L’ordre du jour de ces séances s’établira donc comme suit :

Mercredi 21 mai :

À 15 heures et le soir :

– suite du projet de loi portant réforme portuaire ;

– projet de loi relatif à la lutte contre le trafic de produits dopants.

Jeudi 22 mai :

À 9 heures 30 :

– conclusions de la commission mixte paritaire sur le projet de loi relatif aux organismes génétiquement modifiés ;

À 15 heures :

– suite éventuelle du projet de loi relatif à la lutte contre le trafic de produits dopants ;

– Deuxième lecture du projet de loi relatif aux opérations spatiales.

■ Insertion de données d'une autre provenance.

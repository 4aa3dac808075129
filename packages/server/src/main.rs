use anyhow::Context;
use tracing::info;

use mergington_server::config::AppConfig;
use mergington_server::state::AppState;
use mergington_server::{build_router, database};

#[tokio::main]
async fn main() -> anyhow::Result<()> {
    tracing_subscriber::fmt().with_target(false).init();

    let config = AppConfig::load().context("Failed to load config")?;

    let db = database::prepare(&config)
        .await
        .context("Failed to prepare database")?;

    let addr = format!("{}:{}", config.server.host, config.server.port);
    let state = AppState::new(db, config);
    let app = build_router(state);

    let listener = tokio::net::TcpListener::bind(&addr)
        .await
        .with_context(|| format!("Failed to bind {addr}"))?;
    info!("Server running at http://{}", addr);

    axum::serve(listener, app).await?;

    Ok(())
}
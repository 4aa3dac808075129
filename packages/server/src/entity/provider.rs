use sea_orm::entity::prelude::*;
use serde::{Deserialize, Serialize};

#[sea_orm::model]
#[derive(Clone, Debug, PartialEq, Eq, DeriveEntityModel, Serialize, Deserialize)]
#[sea_orm(table_name = "provider")]
pub struct Model {
    #[sea_orm(primary_key)]
    pub id: i32,

    pub name: String,
    #[sea_orm(default_value = true)]
    pub public: bool,

    #[sea_orm(has_many)]
    pub workshops: HasMany<super::workshop::Entity>,
}

impl ActiveModelBehavior for ActiveModel {}
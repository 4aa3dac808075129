pub mod workshop_status;

pub use workshop_status::WorkshopStatus;
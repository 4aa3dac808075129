use common::WorkshopStatus;
use sea_orm::sea_query::LockType;
use sea_orm::{
    ActiveModelTrait, ColumnTrait, ConnectionTrait, DbErr, EntityTrait, FromQueryResult,
    QueryFilter, QueryOrder, QuerySelect, Set, SqlErr,
};
use thiserror::Error;

use crate::entity::{participant, workshop};

/// Business-rule failures of the signup and unregister operations.
#[derive(Debug, Error)]
pub enum ActivityError {
    #[error("Activity not found")]
    ActivityNotFound,

    #[error("Student is already signed up")]
    AlreadySignedUp,

    #[error("Activity is full")]
    ActivityFull,

    #[error("Student is not signed up for this activity")]
    NotSignedUp,

    #[error("Database error: {0}")]
    Database(#[from] DbErr),
}

/// A published workshop together with its current number of signups.
#[derive(Debug, Clone, PartialEq, Eq, FromQueryResult)]
pub struct ActivitySummary {
    pub title: String,
    pub description: Option<String>,
    pub schedule: Option<String>,
    pub max_participants: Option<i32>,
    pub participants_count: i64,
}

/// Activity listing, signup and unregistration over any connection or transaction.
///
/// Callers that mutate should pass a transaction and commit it afterwards, so
/// the check and the write land together.
pub struct ActivityService<'a, C: ConnectionTrait> {
    conn: &'a C,
}

impl<'a, C: ConnectionTrait> ActivityService<'a, C> {
    pub fn new(conn: &'a C) -> Self {
        Self { conn }
    }

    /// List every published workshop with its participant count, in id order.
    pub async fn list_published(&self) -> Result<Vec<ActivitySummary>, ActivityError> {
        let rows = workshop::Entity::find()
            .filter(workshop::Column::Status.eq(WorkshopStatus::Published))
            .select_only()
            .column(workshop::Column::Title)
            .column(workshop::Column::Description)
            .column(workshop::Column::Schedule)
            .column(workshop::Column::MaxParticipants)
            .column_as(participant::Column::Id.count(), "participants_count")
            .left_join(participant::Entity)
            .group_by(workshop::Column::Id)
            .order_by_asc(workshop::Column::Id)
            .into_model::<ActivitySummary>()
            .all(self.conn)
            .await?;

        Ok(rows)
    }

    /// Enroll `email` in the workshop titled `title`.
    pub async fn signup(
        &self,
        title: &str,
        email: &str,
    ) -> Result<participant::Model, ActivityError> {
        let workshop = self.find_workshop(title, Some(LockType::Update)).await?;

        let participants = participant::Entity::find()
            .filter(participant::Column::WorkshopId.eq(workshop.id))
            .all(self.conn)
            .await?;

        if participants.iter().any(|p| p.email == email) {
            return Err(ActivityError::AlreadySignedUp);
        }

        if let Some(max) = workshop.max_participants
            && participants.len() >= usize::try_from(max).unwrap_or(0)
        {
            return Err(ActivityError::ActivityFull);
        }

        let new_participant = participant::ActiveModel {
            email: Set(email.to_string()),
            workshop_id: Set(workshop.id),
            ..Default::default()
        };

        match new_participant.insert(self.conn).await {
            Ok(model) => Ok(model),
            // Lost a race against a concurrent signup with the same email.
            Err(e) if matches!(e.sql_err(), Some(SqlErr::UniqueConstraintViolation(_))) => {
                Err(ActivityError::AlreadySignedUp)
            }
            Err(e) => Err(e.into()),
        }
    }

    /// Remove the signup of `email` from the workshop titled `title`.
    pub async fn unregister(
        &self,
        title: &str,
        email: &str,
    ) -> Result<participant::Model, ActivityError> {
        let workshop = self.find_workshop(title, None).await?;

        let existing = participant::Entity::find()
            .filter(participant::Column::WorkshopId.eq(workshop.id))
            .filter(participant::Column::Email.eq(email))
            .one(self.conn)
            .await?
            .ok_or(ActivityError::NotSignedUp)?;

        let active: participant::ActiveModel = existing.clone().into();
        active.delete(self.conn).await?;

        Ok(existing)
    }

    /// Titles are not unique; the oldest workshop with a matching title wins.
    async fn find_workshop(
        &self,
        title: &str,
        lock: Option<LockType>,
    ) -> Result<workshop::Model, ActivityError> {
        let mut select = workshop::Entity::find()
            .filter(workshop::Column::Title.eq(title))
            .order_by_asc(workshop::Column::Id);

        if let Some(lock) = lock {
            select = select.lock(lock);
        }

        select
            .one(self.conn)
            .await?
            .ok_or(ActivityError::ActivityNotFound)
    }
}
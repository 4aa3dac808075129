pub mod participant;
pub mod provider;
pub mod workshop;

Acte est donné de cette communication.

7

 
 
 

Archives

Adoption en deuxième lecture d'un projet de loi organique et d'un projet de loi

M. le président. L’ordre du jour appelle la discussion en deuxième lecture du projet de loi organique, modifié par l’Assemblée nationale, relatif aux archives du Conseil constitutionnel et du projet de loi, modifié par l’Assemblée nationale, relatif aux archives (nos 304,  305 et 313).

Dans la discussion générale commune, la parole est à Mme la ministre.

 
 
 

Mme Christine Albanel, ministre de la culture et de la communication. Monsieur le président, mesdames, messieurs les sénateurs, le projet de loi relatif aux archives que j’ai présenté en première lecture au Sénat en janvier dernier et à l’Assemblée nationale voilà une quinzaine de jours vise à adapter la gestion des archives de la nation aux exigences de notre temps.

Le débat qui s’est développé ces dernières semaines paraît significatif de la diversité des enjeux que représentent les archives, non seulement pour la mémoire nationale et la recherche scientifique, mais également pour la protection des intérêts légitimes des citoyens, et notamment de leur vie privée.

L’attention portée par les médias à ce texte et la pétition lancée par des chercheurs, mobilisés contre ce qui leur a été présenté, à tort, comme une menace sur l’accès aux archives, traduisent une extrême sensibilité sur ce sujet.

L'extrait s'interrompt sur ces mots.